A full reimplementation of IBM Pascal 2.0, a compiler targeting LLVM IR with semantic analysis in a dedicated type-checking phase. Built to handle the vintage Pascal-1981 dialect with all its systems-programming extensions (adr, sizeof, adrmem, word, extern) — the features that made Pascal suitable for low-level operating system and firmware work in the early 1980s.

Quick Start

Compile a Pascal program to a native executable:

# Pascal source -> LLVM IR  (parse + type-check + codegen)
python3 compile_to_llvm.py myprogram.pas myprogram.ll

# LLVM IR -> native executable (requires clang)
clang myprogram.ll -o myprogram

# Run it
./myprogram

Add -v / --verbose for detailed output and full Python tracebacks if compilation fails:

python3 compile_to_llvm.py -v myprogram.pas myprogram.ll

If no output file is specified, LLVM IR is written to stdout:

python3 compile_to_llvm.py myprogram.pas | clang -x ir - -o myprogram

Architecture

A clean, layered pipeline with clear separation of concerns:

Pascal Source -> Lexer -> Parser -> Type Checker -> Codegen -> LLVM IR -> clang -> Executable

Design Philosophy

Each phase is independent and focused:

  • Front end (lexer, parser, type checker) is pure Python with no LLVM dependency
  • Errors stop the pipeline early — type errors are reported before any IR is generated
  • No surprise failures — if compilation succeeds, the generated code will link and run

Components

  • Lexer (lexer.py) — tokenizes Pascal source: keywords, identifiers, numbers, operators, strings.
  • Parser (parser.py) — builds an Abstract Syntax Tree (AST) from tokens. Implements the full IBM Pascal 2.0 grammar. Entry point: parse_file(path).
  • Type Checker (type_system.py, symbol_table.py, type_checker.py) — semantic analysis: validates types, scopes, control flow, and module semantics before code generation. All type violations stop the pipeline with clear error messages.
  • Codegen (codegen_llvm.py) — walks the AST and emits LLVM IR using llvmlite. Built-in I/O (WRITELN, READLN) is wired to the C runtime (printf, scanf).
  • Linkingclang lowers LLVM IR to native code and links any required runtime objects.

Grammar Reference

The grammar this dialect implements is formally specified in docs/ebnf_grammar.md. The parser test suite is graded against this grammar as the source of truth.

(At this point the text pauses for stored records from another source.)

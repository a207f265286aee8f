//! Proxy client for driving a session owned by another process.
//!
//! Requests are sent one at a time and answered in order, so the client keeps
//! a single buffered reader and a monotonically increasing request id.

use std::path::{Path, PathBuf};
use std::time::Duration;

use serde::de::DeserializeOwned;
use serde::Serialize;
use serde_json::Value;
use shellbridge_protocol::{
    decode_response, encode_line, ContentResult, GetContentParams, Method, RecordingStatus,
    Request, RequestId, Screenshot, SendKeyParams, StartRecordingParams, TypeParams,
};
use tokio::io::{AsyncBufReadExt, AsyncWriteExt, BufReader};
use tokio::net::unix::{OwnedReadHalf, OwnedWriteHalf};
use tokio::net::UnixStream;

use super::ProxyError;

/// Default timeout for client operations in seconds.
const DEFAULT_TIMEOUT_SECS: u64 = 10;

/// A connection to a [`ProxyServer`](super::ProxyServer).
pub struct ProxyClient {
    path: PathBuf,
    reader: BufReader<OwnedReadHalf>,
    writer: OwnedWriteHalf,
    timeout: Duration,
    next_id: RequestId,
}

impl ProxyClient {
    /// Connect to the proxy at `path`.
    ///
    /// # Errors
    ///
    /// Returns [`ProxyError::NoSession`] when nothing is listening there.
    pub async fn connect(path: &Path) -> Result<Self, ProxyError> {
        Self::connect_with_timeout(path, Duration::from_secs(DEFAULT_TIMEOUT_SECS)).await
    }

    /// Connect with a custom timeout, used for the connect itself and for
    /// every later call.
    pub async fn connect_with_timeout(path: &Path, timeout: Duration) -> Result<Self, ProxyError> {
        let stream = tokio::time::timeout(timeout, UnixStream::connect(path))
            .await
            .map_err(|_| ProxyError::Timeout)?
            .map_err(|e| ProxyError::from_connect(path, e))?;
        let (read_half, write_half) = stream.into_split();

        tracing::debug!(path = %path.display(), "Connected to proxy");
        Ok(Self {
            path: path.to_path_buf(),
            reader: BufReader::new(read_half),
            writer: write_half,
            timeout,
            next_id: 1,
        })
    }

    /// Socket path this client is connected to.
    pub fn path(&self) -> &Path {
        &self.path
    }

    /// Set the timeout for operations.
    pub fn set_timeout(&mut self, timeout: Duration) {
        self.timeout = timeout;
    }

    /// Send one request and wait for its result.
    ///
    /// An error envelope becomes [`ProxyError::Remote`].
    pub async fn call<P: Serialize>(
        &mut self,
        method: Method,
        params: &P,
    ) -> Result<Value, ProxyError> {
        let id = self.next_id;
        self.next_id += 1;
        let request = Request::new(id, method, params)?;

        tokio::time::timeout(self.timeout, self.call_internal(request))
            .await
            .map_err(|_| ProxyError::Timeout)?
    }

    async fn call_internal(&mut self, request: Request) -> Result<Value, ProxyError> {
        let bytes = encode_line(&request)?;
        self.writer
            .write_all(&bytes)
            .await
            .map_err(ProxyError::Undelivered)?;
        self.writer.flush().await.map_err(ProxyError::Undelivered)?;

        loop {
            let mut line = String::new();
            let bytes_read = self.reader.read_line(&mut line).await?;
            if bytes_read == 0 {
                return Err(ProxyError::Closed);
            }
            let line = line.trim();
            if line.is_empty() {
                continue;
            }

            let response = decode_response(line)?;
            if response.id != request.id {
                // Left over from a call that timed out.
                tracing::debug!(expected = request.id, got = response.id, "Skipping stale response");
                continue;
            }
            return response
                .into_result()
                .map_err(|body| ProxyError::Remote {
                    message: body.message,
                });
        }
    }

    async fn call_typed<P: Serialize, T: DeserializeOwned>(
        &mut self,
        method: Method,
        params: &P,
    ) -> Result<T, ProxyError> {
        let value = self.call(method, params).await?;
        Ok(serde_json::from_value(value)?)
    }

    /// Type text into the shell, pressing Enter when `submit` is set.
    pub async fn type_text(&mut self, text: &str, submit: bool) -> Result<(), ProxyError> {
        let params = TypeParams {
            text: text.to_string(),
            submit,
        };
        self.call(Method::Type, &params).await.map(|_| ())
    }

    /// Send a named key or chord.
    pub async fn send_key(&mut self, key: &str) -> Result<(), ProxyError> {
        let params = SendKeyParams {
            key: key.to_string(),
        };
        self.call(Method::SendKey, &params).await.map(|_| ())
    }

    /// Read the terminal text.
    pub async fn get_content(&mut self, visible_only: bool) -> Result<String, ProxyError> {
        let result: ContentResult = self
            .call_typed(Method::GetContent, &GetContentParams { visible_only })
            .await?;
        Ok(result.content)
    }

    pub async fn take_screenshot(&mut self) -> Result<Screenshot, ProxyError> {
        self.call_typed(Method::TakeScreenshot, &serde_json::json!({}))
            .await
    }

    pub async fn start_recording(
        &mut self,
        path: Option<String>,
    ) -> Result<RecordingStatus, ProxyError> {
        self.call_typed(Method::StartRecording, &StartRecordingParams { path })
            .await
    }

    pub async fn stop_recording(&mut self) -> Result<RecordingStatus, ProxyError> {
        self.call_typed(Method::StopRecording, &serde_json::json!({}))
            .await
    }
}

impl std::fmt::Debug for ProxyClient {
    fn fmt(&self, f: &mut std::fmt::Formatter<'_>) -> std::fmt::Result {
        f.debug_struct("ProxyClient")
            .field("path", &self.path)
            .field("timeout", &self.timeout)
            .field("next_id", &self.next_id)
            .finish()
    }
}

#[cfg(test)]
mod tests {
    use super::*;
    use shellbridge_protocol::Response;
    use tempfile::tempdir;
    use tokio::net::UnixListener;

    /// Accept one connection and answer each line with `respond`.
    fn spawn_fake_server<F>(listener: UnixListener, respond: F) -> tokio::task::JoinHandle<()>
    where
        F: Fn(Request) -> Option<Response> + Send + 'static,
    {
        tokio::spawn(async move {
            let (stream, _) = listener.accept().await.unwrap();
            let (read_half, mut write_half) = stream.into_split();
            let mut reader = BufReader::new(read_half);
            let mut line = String::new();
            while reader.read_line(&mut line).await.unwrap() > 0 {
                let request: Request = serde_json::from_str(line.trim()).unwrap();
                line.clear();
                if let Some(response) = respond(request) {
                    let bytes = encode_line(&response).unwrap();
                    write_half.write_all(&bytes).await.unwrap();
                }
            }
        })
    }

    #[tokio::test]
    async fn test_connect_missing_socket() {
        let dir = tempdir().unwrap();
        let err = ProxyClient::connect(&dir.path().join("absent.sock"))
            .await
            .unwrap_err();
        assert!(matches!(err, ProxyError::NoSession { .. }));
        assert!(err.is_disconnect());
    }

    #[tokio::test]
    async fn test_call_round_trip() {
        let dir = tempdir().unwrap();
        let path = dir.path().join("proxy.sock");
        let listener = UnixListener::bind(&path).unwrap();
        let server = spawn_fake_server(listener, |request| {
            let result = match request.method.as_str() {
                "getContent" => serde_json::json!({"content": "$ ls\nREADME.md"}),
                _ => serde_json::json!({"ok": true}),
            };
            Some(Response::success(request.id, result))
        });

        let mut client = ProxyClient::connect(&path).await.unwrap();
        client.type_text("ls", true).await.unwrap();
        assert_eq!(client.get_content(false).await.unwrap(), "$ ls\nREADME.md");

        drop(client);
        server.await.unwrap();
    }

    #[tokio::test]
    async fn test_error_envelope_becomes_remote() {
        let dir = tempdir().unwrap();
        let path = dir.path().join("proxy.sock");
        let listener = UnixListener::bind(&path).unwrap();
        let _server = spawn_fake_server(listener, |request| {
            Some(Response::failure(request.id, "invalid key: hyper+q"))
        });

        let mut client = ProxyClient::connect(&path).await.unwrap();
        let err = client.send_key("hyper+q").await.unwrap_err();
        match err {
            ProxyError::Remote { message } => assert_eq!(message, "invalid key: hyper+q"),
            other => panic!("unexpected error: {other:?}"),
        }
    }

    #[tokio::test]
    async fn test_closed_connection() {
        let dir = tempdir().unwrap();
        let path = dir.path().join("proxy.sock");
        let listener = UnixListener::bind(&path).unwrap();
        let server = tokio::spawn(async move {
            let (stream, _) = listener.accept().await.unwrap();
            drop(stream);
        });

        let mut client = ProxyClient::connect(&path).await.unwrap();
        server.await.unwrap();
        let err = client.take_screenshot().await.unwrap_err();
        assert!(err.is_disconnect(), "unexpected error: {err:?}");
        assert!(err.is_undelivered(), "unexpected error: {err:?}");
    }

    #[tokio::test]
    async fn test_timeout() {
        let dir = tempdir().unwrap();
        let path = dir.path().join("proxy.sock");
        let listener = UnixListener::bind(&path).unwrap();
        let _server = spawn_fake_server(listener, |_| None);

        let mut client = ProxyClient::connect_with_timeout(&path, Duration::from_millis(100))
            .await
            .unwrap();
        let err = client.stop_recording().await.unwrap_err();
        assert!(matches!(err, ProxyError::Timeout));
        assert!(!err.is_disconnect());
        assert!(!err.is_undelivered());
    }
}
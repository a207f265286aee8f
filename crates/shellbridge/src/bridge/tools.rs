//! MCP tool catalog.
//!
//! Each tool maps onto one proxy method. Tool arguments use snake_case and
//! are translated into the proxy's params before forwarding.

use serde::Deserialize;
use serde_json::{json, Value};
use shellbridge_protocol::{
    ContentResult, GetContentParams, Method, RecordingStatus, Screenshot, SendKeyParams,
    StartRecordingParams, TypeParams,
};

use crate::proxy::ProxyError;

/// One tool exposed over MCP.
#[derive(Debug, Clone, Copy)]
pub struct Tool {
    pub name: &'static str,
    pub description: &'static str,
    pub method: Method,
}

pub static TOOLS: [Tool; 6] = [
    Tool {
        name: "terminal_type",
        description: "Type text into the user's shared terminal. Set submit to press Enter afterwards.",
        method: Method::Type,
    },
    Tool {
        name: "terminal_send_key",
        description: "Send a key or chord to the terminal, e.g. enter, ctrl+c, up, shift+tab, f5.",
        method: Method::SendKey,
    },
    Tool {
        name: "terminal_get_content",
        description: "Read the terminal text, including scrollback unless visible_only is set.",
        method: Method::GetContent,
    },
    Tool {
        name: "terminal_screenshot",
        description: "Capture the visible screen with cursor position and size.",
        method: Method::TakeScreenshot,
    },
    Tool {
        name: "terminal_start_recording",
        description: "Start recording raw terminal output to a file.",
        method: Method::StartRecording,
    },
    Tool {
        name: "terminal_stop_recording",
        description: "Stop the active recording and report where it was written.",
        method: Method::StopRecording,
    },
];

/// Find a tool by name.
pub fn lookup(name: &str) -> Option<&'static Tool> {
    TOOLS.iter().find(|tool| tool.name == name)
}

impl Tool {
    /// JSON Schema of the tool's arguments.
    pub fn input_schema(&self) -> Value {
        match self.method {
            Method::Type => json!({
                "type": "object",
                "properties": {
                    "text": {"type": "string", "description": "Text to type"},
                    "submit": {"type": "boolean", "description": "Press Enter after typing", "default": false}
                },
                "required": ["text"]
            }),
            Method::SendKey => json!({
                "type": "object",
                "properties": {
                    "key": {"type": "string", "description": "Key name or chord such as ctrl+c"}
                },
                "required": ["key"]
            }),
            Method::GetContent => json!({
                "type": "object",
                "properties": {
                    "visible_only": {"type": "boolean", "description": "Only the current screen", "default": false}
                }
            }),
            Method::StartRecording => json!({
                "type": "object",
                "properties": {
                    "path": {"type": "string", "description": "Output file; chosen automatically when omitted"}
                }
            }),
            Method::TakeScreenshot | Method::StopRecording => json!({
                "type": "object",
                "properties": {}
            }),
        }
    }

    /// Entry for a `tools/list` result.
    pub fn describe(&self) -> Value {
        json!({
            "name": self.name,
            "description": self.description,
            "inputSchema": self.input_schema(),
        })
    }

    /// Translate MCP arguments into proxy params.
    pub fn params(&self, arguments: Value) -> Result<Value, String> {
        let arguments = if arguments.is_null() {
            json!({})
        } else {
            arguments
        };
        let invalid = |e: serde_json::Error| format!("invalid arguments for {}: {e}", self.name);

        let params = match self.method {
            Method::Type => {
                let args: TypeArgs = serde_json::from_value(arguments).map_err(invalid)?;
                serde_json::to_value(TypeParams {
                    text: args.text,
                    submit: args.submit,
                })
            }
            Method::SendKey => {
                let args: SendKeyArgs = serde_json::from_value(arguments).map_err(invalid)?;
                serde_json::to_value(SendKeyParams { key: args.key })
            }
            Method::GetContent => {
                let args: GetContentArgs = serde_json::from_value(arguments).map_err(invalid)?;
                serde_json::to_value(GetContentParams {
                    visible_only: args.visible_only,
                })
            }
            Method::StartRecording => {
                let args: StartRecordingArgs =
                    serde_json::from_value(arguments).map_err(invalid)?;
                serde_json::to_value(StartRecordingParams { path: args.path })
            }
            Method::TakeScreenshot | Method::StopRecording => Ok(json!({})),
        };
        params.map_err(|e| e.to_string())
    }

    /// Render a proxy result as tool output text.
    pub fn render(&self, result: Value) -> String {
        match self.method {
            Method::Type | Method::SendKey => "ok".to_string(),
            Method::GetContent => match serde_json::from_value::<ContentResult>(result.clone()) {
                Ok(content) => content.content,
                Err(_) => result.to_string(),
            },
            Method::TakeScreenshot => match serde_json::from_value::<Screenshot>(result.clone()) {
                Ok(shot) => shot.to_text(),
                Err(_) => result.to_string(),
            },
            Method::StartRecording | Method::StopRecording => {
                match serde_json::from_value::<RecordingStatus>(result.clone()) {
                    Ok(status) => render_recording(&status),
                    Err(_) => result.to_string(),
                }
            }
        }
    }
}

fn render_recording(status: &RecordingStatus) -> String {
    let path = status.path.as_deref().unwrap_or("(no file)");
    if status.recording {
        format!("Recording to {path}")
    } else {
        format!("Recording stopped: {path} ({} bytes)", status.bytes)
    }
}

/// Text shown to the assistant when a tool call fails.
pub fn render_error(err: &ProxyError) -> String {
    match err {
        ProxyError::NoSession { .. } => format!(
            "{err}. Start shellbridge in a terminal first, then retry this tool."
        ),
        ProxyError::Remote { message } => message.clone(),
        other => format!("terminal proxy error: {other}"),
    }
}

#[derive(Deserialize)]
struct TypeArgs {
    text: String,
    #[serde(default)]
    submit: bool,
}

#[derive(Deserialize)]
struct SendKeyArgs {
    key: String,
}

#[derive(Deserialize)]
struct GetContentArgs {
    #[serde(default, alias = "visibleOnly")]
    visible_only: bool,
}

#[derive(Deserialize)]
struct StartRecordingArgs {
    #[serde(default)]
    path: Option<String>,
}

#[cfg(test)]
mod tests {
    use super::*;
    use std::path::PathBuf;

    #[test]
    fn test_every_method_has_a_tool() {
        for method in Method::ALL {
            assert!(TOOLS.iter().any(|tool| tool.method == method), "{method}");
        }
        assert_eq!(lookup("terminal_type").unwrap().method, Method::Type);
        assert!(lookup("terminal_launch").is_none());
    }

    #[test]
    fn test_get_content_arguments_are_translated() {
        let tool = lookup("terminal_get_content").unwrap();
        assert_eq!(
            tool.params(json!({"visible_only": true})).unwrap(),
            json!({"visibleOnly": true})
        );
        assert_eq!(tool.params(Value::Null).unwrap(), json!({"visibleOnly": false}));
    }

    #[test]
    fn test_missing_required_argument() {
        let tool = lookup("terminal_send_key").unwrap();
        let err = tool.params(json!({})).unwrap_err();
        assert!(err.contains("terminal_send_key"));
    }

    #[test]
    fn test_render_results() {
        let shot = lookup("terminal_screenshot").unwrap();
        let text = shot.render(json!({
            "content": "$ ls",
            "cursor": {"x": 4, "y": 0},
            "cols": 80,
            "rows": 24
        }));
        assert!(text.starts_with("$ ls"));
        assert!(text.contains("80x24"));

        let stop = lookup("terminal_stop_recording").unwrap();
        let text = stop.render(json!({"recording": false, "path": "/tmp/a.raw", "bytes": 12}));
        assert_eq!(text, "Recording stopped: /tmp/a.raw (12 bytes)");
    }

    #[test]
    fn test_render_no_session_error() {
        let err = ProxyError::NoSession {
            path: PathBuf::from("/tmp/proxy.sock"),
        };
        let text = render_error(&err);
        assert!(text.starts_with("no terminal session available at /tmp/proxy.sock"));
    }
}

Supported Language Features

This compiler implements the full IBM Pascal 2.0 language, including all semantic rules and dialectal extensions. The checklist of features and gaps is tracked in docs/Grand_Unified_Checklist.md.

Types

  • INTEGER (32-bit signed)
  • BOOLEAN (one byte; stored as i8 so address-of / sizeof / fills are byte-consistent)
  • REAL (64-bit float; limited codegen support)
  • WORD (16-bit unsigned)
  • CHAR (8-bit)
  • ARRAY[low..high] OF type — bounds may be constant expressions, including named CONSTs
  • RECORD ... END
  • SET OF type
  • Pointers, plus the adrmem (generic address) parameter type

Declarations

  • VAR x, y: INTEGER
  • CONST size = 8190 — constant values are folded and usable in array bounds, sizeof, and expressions
  • PROCEDURE name(params); ... END
  • FUNCTION name(params): type; ... END
  • TYPE name = type
  • EXTERN / FORWARD / EXTERNAL procedures (link against external/C objects)

Statements

  • IF cond THEN stmt ELSE stmt
  • WHILE cond DO stmt
  • REPEAT stmt UNTIL cond
  • FOR var := start TO/DOWNTO end DO stmt
  • CASE expr OF cases END
  • BEGIN stmt; stmt; ... END
  • procedure / function calls

Expressions

  • Arithmetic: +, -, *, /, DIV, MOD
  • Logic: AND, OR, XOR, NOT
  • Comparison: =, <>, <, <=, >, >=
  • Calls: func(args)
  • Systems-programming operators: adr x (address-of), sizeof(x) / sizeof(type)
  • Built-ins: CHR, ORD

Built-in I/O

  • WRITELN(...) — accepts a mix of integers, characters, booleans, and string literals (mapped to printf)
  • READLN(var) — reads an integer (mapped to scanf)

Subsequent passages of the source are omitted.